The “attack the strength” tactic is nothing new, but gained prominence last decade when utilized by Republican strategist Karl Rove, who guided Bush’s two presidential campaigns
“Karl Rove did something that many other political operatives don’t do, and it’s really an element of why he’s a unique figure in American political life,” journalist Wayne Slater said in a PBS Frontline documentary titled “Karl Rove: The Architect.” “He understands that while other people look for the weakness in an opponent and exploit that, Rove has long looked at the strength of an opponent.”
That was particularly true of the Swift Boat attacks on Kerry, said Slater, co-author of the book “Bush’s Brain: How Karl Rove Made George W. Bush Presidential.”

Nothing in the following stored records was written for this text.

//! Mempool metrics error types

use thiserror::Error;

/// Errors raised while building instruments or persisting snapshots
#[derive(Debug, Error)]
pub enum MetricsError {
    /// Label/value sequence has an odd number of elements
    #[error("odd number of label/value elements: {len}")]
    OddLabelValues {
        /// Length of the rejected sequence
        len: usize,
    },

    /// Same label key supplied more than once
    #[error("duplicate label: {0}")]
    DuplicateLabel(String),

    /// An identical series is already registered
    #[error("metric already registered: {0}")]
    AlreadyRegistered(String),

    /// Prometheus backend error
    #[error("prometheus error: {0}")]
    Prometheus(prometheus::Error),

    /// Snapshot serialization error
    #[error("serialization error: {0}")]
    Serialization(#[from] serde_json::Error),

    /// IO error
    #[error("io error: {0}")]
    Io(#[from] std::io::Error),
}

impl From<prometheus::Error> for MetricsError {
    fn from(err: prometheus::Error) -> Self {
        match err {
            prometheus::Error::AlreadyReg => {
                MetricsError::AlreadyRegistered("duplicate collector".to_string())
            }
            other => MetricsError::Prometheus(other),
        }
    }
}

/// Result type for metrics operations
pub type MetricsResult<T> = Result<T, MetricsError>;
//! Metrics registry handle

use crate::error::{MetricsError, MetricsResult};
use prometheus::core::Collector;
use prometheus::proto::MetricFamily;
use prometheus::{Encoder, Registry, TextEncoder};
use tracing::warn;

/// Cloneable handle to a collection registry.
///
/// Clones share the same underlying registry. Instrument sets are built
/// against an explicit handle rather than the process-global default, so
/// independent registries can coexist.
#[derive(Clone, Default)]
pub struct MetricsRegistry {
    registry: Registry,
}

impl MetricsRegistry {
    /// Create a new, empty registry
    pub fn new() -> Self {
        Self {
            registry: Registry::new(),
        }
    }

    /// Wrap an existing Prometheus registry
    pub fn from_registry(registry: Registry) -> Self {
        Self { registry }
    }

    /// Get a reference to the underlying Prometheus registry
    pub fn inner(&self) -> &Registry {
        &self.registry
    }

    /// Register every collector or none of them.
    ///
    /// Collectors are registered in order. If one is rejected, the ones
    /// already registered by this call are unregistered before the error is
    /// returned.
    pub fn register_all(&self, collectors: Vec<(String, Box<dyn Collector>)>) -> MetricsResult<()> {
        let mut registered: Vec<Box<dyn Collector>> = Vec::with_capacity(collectors.len());

        for (name, collector) in collectors {
            let rollback = CollectorHandle::from_descs(&*collector);
            match self.registry.register(collector) {
                Ok(()) => registered.push(rollback),
                Err(err) => {
                    warn!(metric = %name, error = %err, "metric registration rejected, rolling back");
                    for collector in registered.into_iter().rev() {
                        // Only collectors registered above are removed, so this cannot miss.
                        let _ = self.registry.unregister(collector);
                    }
                    return Err(match err {
                        prometheus::Error::AlreadyReg => MetricsError::AlreadyRegistered(name),
                        other => other.into(),
                    });
                }
            }
        }

        Ok(())
    }

    /// Collect every registered metric family
    pub fn gather(&self) -> Vec<MetricFamily> {
        self.registry.gather()
    }

    /// Render every registered series in the Prometheus text exposition format
    pub fn render(&self) -> MetricsResult<String> {
        let families = self.registry.gather();
        let mut buffer = Vec::new();
        TextEncoder::new().encode(&families, &mut buffer)?;
        String::from_utf8(buffer)
            .map_err(|e| MetricsError::Prometheus(prometheus::Error::Msg(e.to_string())))
    }

    /// Find a metric family by its fully-qualified name
    pub fn family(&self, fq_name: &str) -> Option<MetricFamily> {
        self.gather()
            .into_iter()
            .find(|family| family.get_name() == fq_name)
    }
}

impl std::fmt::Debug for MetricsRegistry {
    fn fmt(&self, f: &mut std::fmt::Formatter<'_>) -> std::fmt::Result {
        f.debug_struct("MetricsRegistry")
            .field("families", &self.registry.gather().len())
            .finish()
    }
}

/// Stand-in collector carrying only the descriptors of a registered one,
/// which is all `Registry::unregister` matches on.
struct CollectorHandle {
    descs: Vec<prometheus::core::Desc>,
}

impl CollectorHandle {
    fn from_descs(collector: &dyn Collector) -> Box<dyn Collector> {
        Box::new(Self {
            descs: collector.desc().into_iter().cloned().collect(),
        })
    }
}

impl Collector for CollectorHandle {
    fn desc(&self) -> Vec<&prometheus::core::Desc> {
        self.descs.iter().collect()
    }

    fn collect(&self) -> Vec<MetricFamily> {
        Vec::new()
    }
}

#[cfg(test)]
mod tests {
    use super::*;
    use prometheus::{IntCounter, Opts};

    fn counter(name: &str) -> IntCounter {
        IntCounter::with_opts(Opts::new(name, "test counter")).unwrap()
    }

    fn entry(name: &str, c: IntCounter) -> (String, Box<dyn Collector>) {
        (name.to_string(), Box::new(c))
    }

    #[test]
    fn test_clones_share_registry() {
        let registry = MetricsRegistry::new();
        let shared = registry.clone();
        registry
            .register_all(vec![entry("a", counter("a"))])
            .unwrap();
        assert!(shared.family("a").is_some());
    }

    #[test]
    fn test_register_all_rolls_back_on_conflict() {
        let registry = MetricsRegistry::new();
        registry
            .register_all(vec![entry("b", counter("b"))])
            .unwrap();

        let err = registry
            .register_all(vec![
                entry("a", counter("a")),
                entry("b", counter("b")),
            ])
            .unwrap_err();

        assert!(matches!(err, MetricsError::AlreadyRegistered(ref name) if name == "b"));
        assert!(registry.family("a").is_none());
        assert!(registry.family("b").is_some());
    }

    #[test]
    fn test_render_text_format() {
        let registry = MetricsRegistry::new();
        let c = counter("render_me");
        registry
            .register_all(vec![entry("render_me", c.clone())])
            .unwrap();
        c.inc_by(7);

        let text = registry.render().unwrap();
        assert!(text.contains("# HELP render_me test counter"));
        assert!(text.contains("# TYPE render_me counter"));
        assert!(text.contains("render_me 7"));
    }

    #[test]
    fn test_empty_registry_renders_nothing() {
        let registry = MetricsRegistry::new();
        assert!(registry.gather().is_empty());
        assert_eq!(registry.render().unwrap(), "");
    }
}
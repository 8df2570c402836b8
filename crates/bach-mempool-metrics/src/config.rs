//! Instrumentation configuration

use crate::error::MetricsResult;
use crate::mempool::MempoolMetrics;
use crate::registry::MetricsRegistry;
use crate::snapshot::JsonMetrics;
use serde::{Deserialize, Serialize};
use std::collections::BTreeMap;
use std::path::Path;
use tracing::debug;

/// Label added to every series by [`MetricsConfig::mempool_metrics`]
pub const CHAIN_ID_LABEL: &str = "chain_id";

fn default_namespace() -> String {
    "bachledger".to_string()
}

/// Instrumentation section of the node configuration
#[derive(Debug, Clone, PartialEq, Eq, Serialize, Deserialize)]
pub struct MetricsConfig {
    /// Record and export through Prometheus; otherwise metrics are discarded
    #[serde(default)]
    pub prometheus: bool,
    /// Namespace prefixed to every series
    #[serde(default = "default_namespace")]
    pub namespace: String,
    /// Extra constant labels
    #[serde(default)]
    pub labels: BTreeMap<String, String>,
    /// Keep a lifetime snapshot and write it to disk at shutdown
    #[serde(default)]
    pub json_snapshot: bool,
}

impl Default for MetricsConfig {
    fn default() -> Self {
        Self {
            prometheus: false,
            namespace: default_namespace(),
            labels: BTreeMap::new(),
            json_snapshot: false,
        }
    }
}

impl MetricsConfig {
    /// Alternating label/value sequence: `chain_id` first, then the configured labels by key
    pub fn labels_and_values(&self, chain_id: &str) -> Vec<String> {
        let mut out = Vec::with_capacity(2 + self.labels.len() * 2);
        out.push(CHAIN_ID_LABEL.to_string());
        out.push(chain_id.to_string());
        for (key, value) in &self.labels {
            out.push(key.clone());
            out.push(value.clone());
        }
        out
    }

    /// Mempool metrics for `chain_id` on the configured backend.
    ///
    /// Registers with `registry` only when Prometheus is enabled.
    pub fn mempool_metrics(
        &self,
        registry: &MetricsRegistry,
        chain_id: &str,
    ) -> MetricsResult<MempoolMetrics> {
        if !self.prometheus {
            debug!("prometheus disabled, using no-op mempool metrics");
            return Ok(MempoolMetrics::noop());
        }
        MempoolMetrics::prometheus(registry, &self.namespace, &self.labels_and_values(chain_id))
    }

    /// Snapshot accumulator rooted at `root_dir`, if enabled
    pub fn json_metrics(&self, root_dir: impl AsRef<Path>) -> Option<JsonMetrics> {
        self.json_snapshot.then(|| JsonMetrics::open(root_dir))
    }
}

“The number one thing that John Kerry offered was his heroic service in Vietnam,” Slater said in the PBS documentary, “and so what Rove did was attack the strength of Kerry, not his weakness.”
Others clearly took notice. In attacking Romney’s background at Bain Capital, the Obama campaign is following the example of former House Speaker Newt Gingrich from the Republican primary campaign.
Gingrich’s criticism that Romney’s business record included shutting down companies and outsourcing jobs got panned by many fellow Republicans. In response, Gingrich said his attacks were only the initial salvos of an all-out assault on the issue that Romney would face from the Obama campaign if he became the nominee.
CNN’s Brian Todd and Dugald McConnell contributed to this report.